Tout ce que vous devez savoir sur la réglementation bancaire dans le monde arabe

World Bank | Arne HoelOn ne manque guère de données en matière de réglementation et de contrôle des banques dans la région du Moyen-Orient et de l’Afrique du Nord (MENA). De fait, depuis un certain nombre d’années, on peut aisément comparer les réglementations en vigueur dans cette région à celles d’autres économies en développement et émergentes, et ce, en grande partie grâce à une initiative de la Banque mondiale.

Conduite pour la première fois en 2001, l’enquête sur la réglementation et le contrôle bancaires (ou BRSS selon sa dénomination en anglais) réunit en effet un ensemble d’informations unique couvrant le monde entier. Il y a eu depuis deux publications actualisées de ces données, en 2003 et en 2007. Enfin, une quatrième série de données (a) (BRSS 2011-12) est disponible depuis le début de l’année 2012, dans le cadre de la première édition du Rapport sur le développement financier dans le monde. C’est sur cette quatrième enquête que repose l’analyse comparative entre la région MENA et d’autres pays émergents et en développement présentée ici. Les résultats ne manqueront pas de vous surprendre, et plutôt agréablement.

Actionnariat des banques. Par comparaison avec d’autres pays émergents et en développement, les pays de la région MENA appliquent, en moyenne, des règles plus strictes sur la propriété. Ainsi, alors que dans les premiers, la proportion moyenne d’actions d’une banque pouvant être détenues par un seul et même propriétaire ressort à 52 %, elle s’établit à 24 % dans les seconds.

Cadre réglementaire. Si 64 % des sondés dans la région MENA indiquent appliquer le dispositif de Bâle II concernant les normes de fonds propres, ce n’est le cas que de 39 % des autres pays émergents et en développement. Toutefois, il n’est pas d’emblée évident que l’adoption de Bâle II bénéficiera aux pays de la région MENA car, comme le souligne le Rapport sur le développement financier dans le monde 2013, un cadre de réglementation applicable et simple, correspondant aux capacités dont dispose l’instance de régulation pour en surveiller l’application, est préférable à un régime complexe qui n’est pas applicable et dépasse les capacités des instances de régulation.

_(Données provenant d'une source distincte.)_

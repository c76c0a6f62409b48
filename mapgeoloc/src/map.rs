//! Geolocated map
//!
//! [`add_geolocation_to`] wraps a host map and its marker surface once and
//! returns a [`GeolocatedMap`], which always carries the position layer.
//! Everything that needs the layer (the control, providers, host events)
//! goes through this wrapper, so a map without the layer cannot be handed
//! to them.
//!
//! # Example
//!
//! ```
//! use mapgeoloc::{add_geolocation_to, HeadlessMap, LayerOptions, LngLat, Position, RecordingSurface};
//!
//! let host = HeadlessMap::new(LngLat::new(3.88, 43.6), 16.0);
//! let mut map = add_geolocation_to(host, RecordingSurface::new(), LayerOptions::default()).unwrap();
//!
//! map.set_position(Some(Position::new(3.883528, 43.608749).shared()));
//! assert!(map.surface().has_marker());
//! ```

use std::sync::atomic::{AtomicU64, Ordering};

use tracing::{debug, info};

use crate::config::LayerOptions;
use crate::error::GeolocationError;
use crate::events::{HeadingChanged, PositionChanged, SubscriptionId, TrackingChanged};
use crate::host::{FloorEvent, FloorOverlay, HostMap, MapEvent, MarkerSurface};
use crate::layer::{Collaborators, GeolocationLayer};
use crate::position::{Heading, SharedPosition};

static NEXT_MAP_ID: AtomicU64 = AtomicU64::new(1);

/// Identity of a [`GeolocatedMap`], used to pair it with a control.
#[derive(Debug, Clone, Copy, PartialEq, Eq, Hash)]
pub struct MapId(u64);

/// Wrap `host` with a geolocation layer drawing onto `surface`.
///
/// # Errors
///
/// Returns [`GeolocationError::InvalidOption`] if an option is out of range
/// and [`GeolocationError::InvalidHost`] if the host reports an unusable
/// tile size or canvas.
pub fn add_geolocation_to<H, S>(
    host: H,
    surface: S,
    options: LayerOptions,
) -> Result<GeolocatedMap<H, S>, GeolocationError>
where
    H: HostMap,
    S: MarkerSurface,
{
    options.validate()?;

    let tile_size = host.tile_size();
    if !(tile_size.is_finite() && tile_size > 0.0) {
        return Err(GeolocationError::InvalidHost(format!(
            "tile size {} is not a positive number",
            tile_size
        )));
    }

    let (width, height) = host.canvas_size();
    if !(width.is_finite() && height.is_finite() && width >= 0.0 && height >= 0.0) {
        return Err(GeolocationError::InvalidHost(format!(
            "canvas size {}x{} is invalid",
            width, height
        )));
    }

    let id = MapId(NEXT_MAP_ID.fetch_add(1, Ordering::Relaxed));
    info!(
        map = id.0,
        auto_zoom = options.auto_zoom.as_str(),
        track_user_location = options.track_user_location,
        "Geolocation layer added"
    );

    Ok(GeolocatedMap {
        id,
        host,
        surface,
        floor: None,
        layer: GeolocationLayer::new(options),
    })
}

/// A host map that carries the geolocation layer.
pub struct GeolocatedMap<H, S> {
    id: MapId,
    host: H,
    surface: S,
    floor: Option<Box<dyn FloorOverlay>>,
    layer: GeolocationLayer,
}

impl<H: HostMap, S: MarkerSurface> GeolocatedMap<H, S> {
    /// Attach an indoor floor overlay.
    pub fn with_floor_overlay(mut self, overlay: impl FloorOverlay + 'static) -> Self {
        self.floor = Some(Box::new(overlay));
        self
    }

    /// Identity of this map.
    pub fn id(&self) -> MapId {
        self.id
    }

    /// The wrapped host map.
    pub fn host(&self) -> &H {
        &self.host
    }

    /// The wrapped host map, mutably. Camera changes made here are not seen
    /// by the layer until the matching [`MapEvent`] is delivered.
    pub fn host_mut(&mut self) -> &mut H {
        &mut self.host
    }

    /// The marker surface.
    pub fn surface(&self) -> &S {
        &self.surface
    }

    /// The floor overlay, if any.
    pub fn floor_overlay(&self) -> Option<&dyn FloorOverlay> {
        self.floor.as_deref()
    }

    /// The position layer.
    pub fn layer(&self) -> &GeolocationLayer {
        &self.layer
    }

    /// Current position.
    pub fn position(&self) -> Option<&SharedPosition> {
        self.layer.position()
    }

    /// Replace the position.
    pub fn set_position(&mut self, position: Option<SharedPosition>) {
        let (layer, mut ctx) = self.split();
        layer.set_position(&mut ctx, position);
    }

    /// Current heading.
    pub fn heading(&self) -> Option<Heading> {
        self.layer.heading()
    }

    /// Replace the heading.
    pub fn set_heading(&mut self, heading: Option<Heading>) {
        let (layer, mut ctx) = self.split();
        layer.set_heading(&mut ctx, heading);
    }

    /// Whether the camera follows the position.
    pub fn track_user_location(&self) -> bool {
        self.layer.track_user_location()
    }

    /// Switch tracking on or off.
    pub fn set_track_user_location(&mut self, enabled: bool) {
        let (layer, mut ctx) = self.split();
        layer.set_track_user_location(&mut ctx, enabled);
    }

    /// Deliver a host map event.
    pub fn handle_map_event(&mut self, event: MapEvent) {
        let (layer, mut ctx) = self.split();
        layer.handle_map_event(&mut ctx, event);
    }

    /// Deliver a floor overlay event. Ignored without an overlay.
    pub fn handle_floor_event(&mut self, event: FloorEvent) {
        if self.floor.is_none() {
            debug!(?event, "Floor event without overlay, ignoring");
            return;
        }
        let (layer, mut ctx) = self.split();
        layer.handle_floor_event(&mut ctx, event);
    }

    /// Listen for `geolocation.position.changed`.
    pub fn on_position_changed(
        &mut self,
        listener: impl FnMut(&PositionChanged) + Send + 'static,
    ) -> SubscriptionId {
        self.layer.events_mut().position_changed.subscribe(listener)
    }

    /// Stop listening for position changes.
    pub fn off_position_changed(&mut self, id: SubscriptionId) -> bool {
        self.layer.events_mut().position_changed.unsubscribe(id)
    }

    /// Listen for `geolocation.heading.changed`.
    pub fn on_heading_changed(
        &mut self,
        listener: impl FnMut(&HeadingChanged) + Send + 'static,
    ) -> SubscriptionId {
        self.layer.events_mut().heading_changed.subscribe(listener)
    }

    /// Stop listening for heading changes.
    pub fn off_heading_changed(&mut self, id: SubscriptionId) -> bool {
        self.layer.events_mut().heading_changed.unsubscribe(id)
    }

    /// Listen for `geolocation.trackUserLocation.changed`.
    pub fn on_tracking_changed(
        &mut self,
        listener: impl FnMut(&TrackingChanged) + Send + 'static,
    ) -> SubscriptionId {
        self.layer.events_mut().tracking_changed.subscribe(listener)
    }

    /// Stop listening for tracking changes.
    pub fn off_tracking_changed(&mut self, id: SubscriptionId) -> bool {
        self.layer.events_mut().tracking_changed.unsubscribe(id)
    }

    /// Unwrap into the host map and surface.
    pub fn into_parts(self) -> (H, S) {
        (self.host, self.surface)
    }

    fn split(&mut self) -> (&mut GeolocationLayer, Collaborators<'_>) {
        let floor = self
            .floor
            .as_mut()
            .map(|overlay| &mut **overlay as &mut dyn FloorOverlay);
        (
            &mut self.layer,
            Collaborators {
                host: &mut self.host,
                surface: &mut self.surface,
                floor,
            },
        )
    }
}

Communication d’informations. Par comparaison avec d’autres pays émergents et en développement, les pays de la région MENA couverts par laBRSS 2011-12 ont adopté des obligations de communication d’information plus exigeantes. Alors que 100 et 92 % des pays de cette région imposent aux banques de rendre publics, respectivement, les actifs hors bilan et le cadre de gestion des risques, ces chiffres s’établissent à 70 et 64 % pour les autres pays émergents et en développement. Ce constat est quelque peu surprenant puisqu’il va à l’encontre de l’idée largement répandue selon laquelle les systèmes financiers de la région MENA seraient plus opaques.

Pouvoirs de contrôle. Les banques centrales des pays de la région MENA disposent, en moyenne, de pouvoirs de contrôle plus limités. Seuls 69 et 79 % des pays de la région MENA ont indiqué avoir le pouvoir de suspendre ou de limoger un administrateur ou un responsable de banque, contre 95 et 93 % pour les autres pays émergents et en développement.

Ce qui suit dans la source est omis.